Ansa

La vicenda

Aifa: poca trasparenza, poca credibilità

Giovanni Rodriquez

Due vicende mettono in discussione l'indipendenza dell'ente. Quella di Giuseppa Guglielmino, la cui notorietà è legata alla vicinanze all'attuale capo di gabinetto del ministro Schillaci, nominata alla comunicazione dell'Agenza. E quella di Carlo Monti, che ha rinunciato alla guida dell'Hta dopo essere rimasto l'unico candidato

Quanto sta accadendo in Aifa in queste settimane assume contorni sempre più difficili da ignorare.
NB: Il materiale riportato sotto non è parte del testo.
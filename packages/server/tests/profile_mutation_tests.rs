//! Profile mutation tests: activate/deactivate toggles, detail updates,
//! and the password reset flow against the hosted provider + mailer.

mod common;

use axum::http::StatusCode;
use common::TestHarness;
use serde_json::json;
use server_core::domains::identity::Role;

#[tokio::test]
async fn deactivate_without_reason_uses_the_default() {
    let harness = TestHarness::new();
    let id = harness.profile_id(Role::Staff);

    let (status, body) = harness
        .request(
            "POST",
            &format!("/api/profiles/{}/deactivate", id),
            Some("admin-token"),
            None,
        )
        .await;

    assert_eq!(status, StatusCode::OK);
    assert_eq!(body["data"]["is_active"], false);
    assert_eq!(
        body["data"]["deactivation_reason"],
        "Account suspended for review"
    );
}

#[tokio::test]
async fn deactivate_keeps_a_supplied_reason() {
    let harness = TestHarness::new();
    let id = harness.profile_id(Role::Staff);

    let (_, body) = harness
        .request(
            "POST",
            &format!("/api/profiles/{}/deactivate", id),
            Some("admin-token"),
            Some(json!({ "reason": "Left the company" })),
        )
        .await;

    assert_eq!(body["data"]["deactivation_reason"], "Left the company");
}

#[tokio::test]
async fn activate_toggle_is_idempotent() {
    let harness = TestHarness::new();
    let id = harness.profile_id(Role::Staff);
    let uri = format!("/api/profiles/{}/activate", id);

    // Two activations in a row leave the flag set.
    for _ in 0..2 {
        let (status, body) = harness.request("POST", &uri, Some("admin-token"), None).await;
        assert_eq!(status, StatusCode::OK);
        assert_eq!(body["data"]["is_active"], true);
    }
}

#[tokio::test]
async fn activate_clears_the_deactivation_reason() {
    let harness = TestHarness::new();
    let id = harness.profile_id(Role::Staff);

    harness
        .request(
            "POST",
            &format!("/api/profiles/{}/deactivate", id),
            Some("admin-token"),
            None,
        )
        .await;
    let (_, body) = harness
        .request(
            "POST",
            &format!("/api/profiles/{}/activate", id),
            Some("admin-token"),
            None,
        )
        .await;

    assert_eq!(body["data"]["is_active"], true);
    assert_eq!(body["data"]["deactivation_reason"], serde_json::Value::Null);
}

#[tokio::test]
async fn update_with_empty_patch_is_rejected() {
    let harness = TestHarness::new();
    let id = harness.profile_id(Role::Staff);

    let (status, body) = harness
        .request(
            "PATCH",
            &format!("/api/profiles/{}", id),
            Some("admin-token"),
            Some(json!({})),
        )
        .await;

    assert_eq!(status, StatusCode::BAD_REQUEST);
    assert_eq!(body["error"], "Nothing to update");
}

#[tokio::test]
async fn update_changes_role_and_display_name() {
    let harness = TestHarness::new();
    let id = harness.profile_id(Role::Staff);

    let (status, body) = harness
        .request(
            "PATCH",
            &format!("/api/profiles/{}", id),
            Some("admin-token"),
            Some(json!({ "display_name": "Dana Front", "role": "reception" })),
        )
        .await;

    assert_eq!(status, StatusCode::OK);
    assert_eq!(body["data"]["display_name"], "Dana Front");
    assert_eq!(body["data"]["role"], "reception");
}

#[tokio::test]
async fn reset_password_for_unknown_profile_is_not_found() {
    let harness = TestHarness::new();
    let unknown = uuid::Uuid::new_v4();

    let (status, body) = harness
        .request(
            "POST",
            &format!("/api/profiles/{}/reset-password", unknown),
            Some("admin-token"),
            None,
        )
        .await;

    assert_eq!(status, StatusCode::NOT_FOUND);
    assert_eq!(body["error"], "User not found");
    assert!(harness.mailer.sent.lock().unwrap().is_empty());
}

#[tokio::test]
async fn reset_password_mails_a_recovery_link() {
    let harness = TestHarness::new();
    let id = harness.profile_id(Role::Reception);

    let (status, body) = harness
        .request(
            "POST",
            &format!("/api/profiles/{}/reset-password", id),
            Some("admin-token"),
            None,
        )
        .await;

    assert_eq!(status, StatusCode::OK);
    assert_eq!(body["message"], "Password reset email sent");

    let sent = harness.mailer.sent.lock().unwrap();
    assert_eq!(sent.len(), 1);
    assert_eq!(sent[0].0, "reception@frontdesk.example");
    assert_eq!(
        harness.provider.recovery_requests.lock().unwrap().as_slice(),
        &["reception@frontdesk.example".to_string()]
    );
}
//! Booking schedule, reminders, and the reception check-in flow.

use axum::extract::{Extension, Path, Query, State};
use axum::Json;
use chrono::NaiveDate;
use serde::Deserialize;
use uuid::Uuid;

use crate::common::auth::{Actor, Capability};
use crate::common::envelope::Envelope;
use crate::common::error::ApiResult;
use crate::domains::bookings::{actions, Booking, BookingReminder, NewBooking};
use crate::server::app::AppState;
use crate::server::middleware::AuthUser;

use super::require_user;

#[derive(Debug, Deserialize)]
pub struct ListBookingsQuery {
    /// Restrict to visits scheduled on this day (UTC).
    pub on: Option<NaiveDate>,
}

pub async fn list_handler(
    State(state): State<AppState>,
    user: Option<Extension<AuthUser>>,
    Query(query): Query<ListBookingsQuery>,
) -> ApiResult<Vec<Booking>> {
    let user = require_user(user)?;
    Actor::new(&user.identity).can(Capability::ViewBookings).check()?;

    let bookings = actions::list(state.data.as_ref(), query.on).await?;
    Ok(Json(Envelope::ok("Bookings loaded", bookings)))
}

pub async fn create_handler(
    State(state): State<AppState>,
    user: Option<Extension<AuthUser>>,
    Json(new): Json<NewBooking>,
) -> ApiResult<Booking> {
    let user = require_user(user)?;
    Actor::new(&user.identity).can(Capability::ManageBookings).check()?;

    let booking = actions::create(state.data.as_ref(), new).await?;
    Ok(Json(Envelope::ok("Booking created", booking)))
}

pub async fn send_reminder_handler(
    State(state): State<AppState>,
    user: Option<Extension<AuthUser>>,
    Path(id): Path<Uuid>,
) -> ApiResult<BookingReminder> {
    let user = require_user(user)?;
    Actor::new(&user.identity).can(Capability::ManageBookings).check()?;

    let reminder = actions::send_reminder(state.data.as_ref(), state.mailer.as_ref(), id).await?;
    Ok(Json(Envelope::ok("Reminder sent", reminder)))
}

pub async fn check_in_handler(
    State(state): State<AppState>,
    user: Option<Extension<AuthUser>>,
    Path(id): Path<Uuid>,
) -> ApiResult<actions::CheckedIn> {
    let user = require_user(user)?;
    Actor::new(&user.identity).can(Capability::CheckInVisitors).check()?;

    let checked_in = actions::check_in(state.data.as_ref(), id, Some(user.identity.id)).await?;
    Ok(Json(Envelope::ok("Visitor checked in", checked_in)))
}
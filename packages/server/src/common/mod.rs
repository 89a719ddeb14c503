pub mod auth;
pub mod envelope;
pub mod error;

pub use envelope::Envelope;
pub use error::{ApiError, ApiResult};
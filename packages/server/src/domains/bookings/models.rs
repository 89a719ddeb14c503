use chrono::{DateTime, Utc};
use serde::{Deserialize, Serialize};
use uuid::Uuid;

#[derive(Debug, Clone, Copy, PartialEq, Eq, Serialize, Deserialize)]
#[serde(rename_all = "snake_case")]
pub enum BookingStatus {
    Scheduled,
    CheckedIn,
    Cancelled,
}

/// A scheduled visit.
#[derive(Debug, Clone, PartialEq, Serialize, Deserialize)]
pub struct Booking {
    pub id: Uuid,
    pub visitor_name: String,
    pub visitor_email: String,
    /// Profile of the person being visited, when known.
    pub host_profile_id: Option<Uuid>,
    pub place_id: Option<Uuid>,
    pub scheduled_for: DateTime<Utc>,
    pub status: BookingStatus,
    pub checked_in_at: Option<DateTime<Utc>>,
    pub created_at: DateTime<Utc>,
}

/// Insert payload for a new booking. The hosted backend assigns the id and
/// defaults `status` to `scheduled`.
#[derive(Debug, Clone, Serialize, Deserialize)]
pub struct NewBooking {
    pub visitor_name: String,
    pub visitor_email: String,
    #[serde(skip_serializing_if = "Option::is_none")]
    pub host_profile_id: Option<Uuid>,
    #[serde(skip_serializing_if = "Option::is_none")]
    pub place_id: Option<Uuid>,
    pub scheduled_for: DateTime<Utc>,
}

/// One reminder that was sent for a booking. History rows, never updated.
#[derive(Debug, Clone, PartialEq, Serialize, Deserialize)]
pub struct BookingReminder {
    pub id: Uuid,
    pub booking_id: Uuid,
    pub sent_to: String,
    pub sent_at: DateTime<Utc>,
    /// Provider message id, when the provider reported one.
    pub message_id: Option<String>,
}

#[derive(Debug, Clone, Serialize)]
pub struct NewReminder {
    pub booking_id: Uuid,
    pub sent_to: String,
    pub sent_at: DateTime<Utc>,
    #[serde(skip_serializing_if = "Option::is_none")]
    pub message_id: Option<String>,
}
//! Booking operations: schedule, remind, check in.

use chrono::{NaiveDate, Utc};
use serde::Serialize;
use uuid::Uuid;

use crate::common::error::ApiError;
use crate::domains::bookings::models::{
    Booking, BookingReminder, BookingStatus, NewBooking, NewReminder,
};
use crate::domains::gateway::{DataGateway, Mailer};
use crate::domains::passes::{NewPass, Pass};

pub async fn list(data: &dyn DataGateway, on: Option<NaiveDate>) -> Result<Vec<Booking>, ApiError> {
    Ok(data.list_bookings(on).await?)
}

pub async fn create(data: &dyn DataGateway, new: NewBooking) -> Result<Booking, ApiError> {
    if new.visitor_name.trim().is_empty() {
        return Err(ApiError::Validation("Visitor name is required".to_string()));
    }
    if !new.visitor_email.contains('@') {
        return Err(ApiError::Validation(
            "A valid visitor email is required".to_string(),
        ));
    }

    Ok(data.create_booking(&new).await?)
}

/// Send a reminder email and append a history row. Deliberately
/// non-idempotent: every call mails the visitor and adds a row.
pub async fn send_reminder(
    data: &dyn DataGateway,
    mailer: &dyn Mailer,
    id: Uuid,
) -> Result<BookingReminder, ApiError> {
    let booking = data
        .get_booking(id)
        .await?
        .ok_or_else(|| ApiError::NotFound("Booking not found".to_string()))?;

    let message_id = mailer
        .send(
            &booking.visitor_email,
            &reminder_subject(&booking),
            &reminder_body(&booking),
        )
        .await?;

    let reminder = data
        .append_reminder(&NewReminder {
            booking_id: booking.id,
            sent_to: booking.visitor_email.clone(),
            sent_at: Utc::now(),
            message_id: Some(message_id),
        })
        .await?;

    tracing::info!(booking_id = %booking.id, sent_to = %reminder.sent_to, "Reminder sent");
    Ok(reminder)
}

/// Result of a check-in: the updated booking and the freshly issued pass.
#[derive(Debug, Clone, Serialize)]
pub struct CheckedIn {
    pub booking: Booking,
    pub pass: Pass,
}

pub async fn check_in(
    data: &dyn DataGateway,
    id: Uuid,
    issued_by: Option<Uuid>,
) -> Result<CheckedIn, ApiError> {
    let booking = data
        .get_booking(id)
        .await?
        .ok_or_else(|| ApiError::NotFound("Booking not found".to_string()))?;

    match booking.status {
        BookingStatus::Cancelled => {
            return Err(ApiError::Validation(
                "Cannot check in a cancelled booking".to_string(),
            ))
        }
        BookingStatus::CheckedIn => {
            return Err(ApiError::Validation(
                "Booking is already checked in".to_string(),
            ))
        }
        BookingStatus::Scheduled => {}
    }

    let booking = data
        .mark_checked_in(id)
        .await?
        .ok_or_else(|| ApiError::NotFound("Booking not found".to_string()))?;

    let pass = data
        .issue_pass(&NewPass {
            booking_id: booking.id,
            code: NewPass::generate_code(),
            issued_by,
            issued_at: Utc::now(),
        })
        .await?;

    Ok(CheckedIn { booking, pass })
}

fn reminder_subject(booking: &Booking) -> String {
    format!(
        "Reminder: your visit on {}",
        booking.scheduled_for.format("%B %e, %Y")
    )
}

fn reminder_body(booking: &Booking) -> String {
    format!(
        "<p>Hi {},</p>\
         <p>This is a reminder of your visit scheduled for {}. \
         Please bring a photo ID; your pass will be issued at reception.</p>",
        booking.visitor_name,
        booking.scheduled_for.format("%B %e, %Y at %H:%M UTC")
    )
}

#[cfg(test)]
mod tests {
    use super::*;
    use chrono::TimeZone;

    fn booking() -> Booking {
        Booking {
            id: Uuid::new_v4(),
            visitor_name: "Ada Lovelace".to_string(),
            visitor_email: "ada@example.com".to_string(),
            host_profile_id: None,
            place_id: None,
            scheduled_for: Utc.with_ymd_and_hms(2025, 3, 14, 9, 30, 0).unwrap(),
            status: BookingStatus::Scheduled,
            checked_in_at: None,
            created_at: Utc::now(),
        }
    }

    #[test]
    fn reminder_subject_names_the_date() {
        let subject = reminder_subject(&booking());
        assert!(subject.contains("March"));
        assert!(subject.contains("2025"));
    }

    #[test]
    fn reminder_body_addresses_the_visitor() {
        let body = reminder_body(&booking());
        assert!(body.contains("Ada Lovelace"));
        assert!(body.contains("09:30"));
    }
}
Due vicende distinte, ma unite da un filo di opacità, mettono in discussione l’indipendenza dell’ente tecnico. La nomina di Giuseppa Guglielmino alla comunicazione è stata accolta con perplessità. Il suo CV non sembra all’altezza di un ruolo così tecnico. La sua notorietà è legata alla vicinanza a Marco Mattei, attuale capo di gabinetto del ministro Schillaci, con cui condivide un passato politico ad Albano Laziale. Un legame che, pur non essendo illegittimo, rende discutibili indipendenza e merito. La vicenda Carlo Monti, che ha rinunciato alla guida dell’Hta dopo essere rimasto l’unico candidato in una selezione con otto esclusi, è altrettanto problematica. Monti è anche capo della segreteria tecnica del ministero della Salute, un intreccio che avrebbe richiesto massima trasparenza. Del processo selettivo non si conoscono graduatorie, esclusi, né la composizione delle commissioni. Il risultato? Un’Aifa con una posizione strategica vuota, mentre la spesa farmaceutica cresce. L’Agenzia ha bisogno di procedure chiare e di una selezione basata sulle competenze per non perdere credibilità.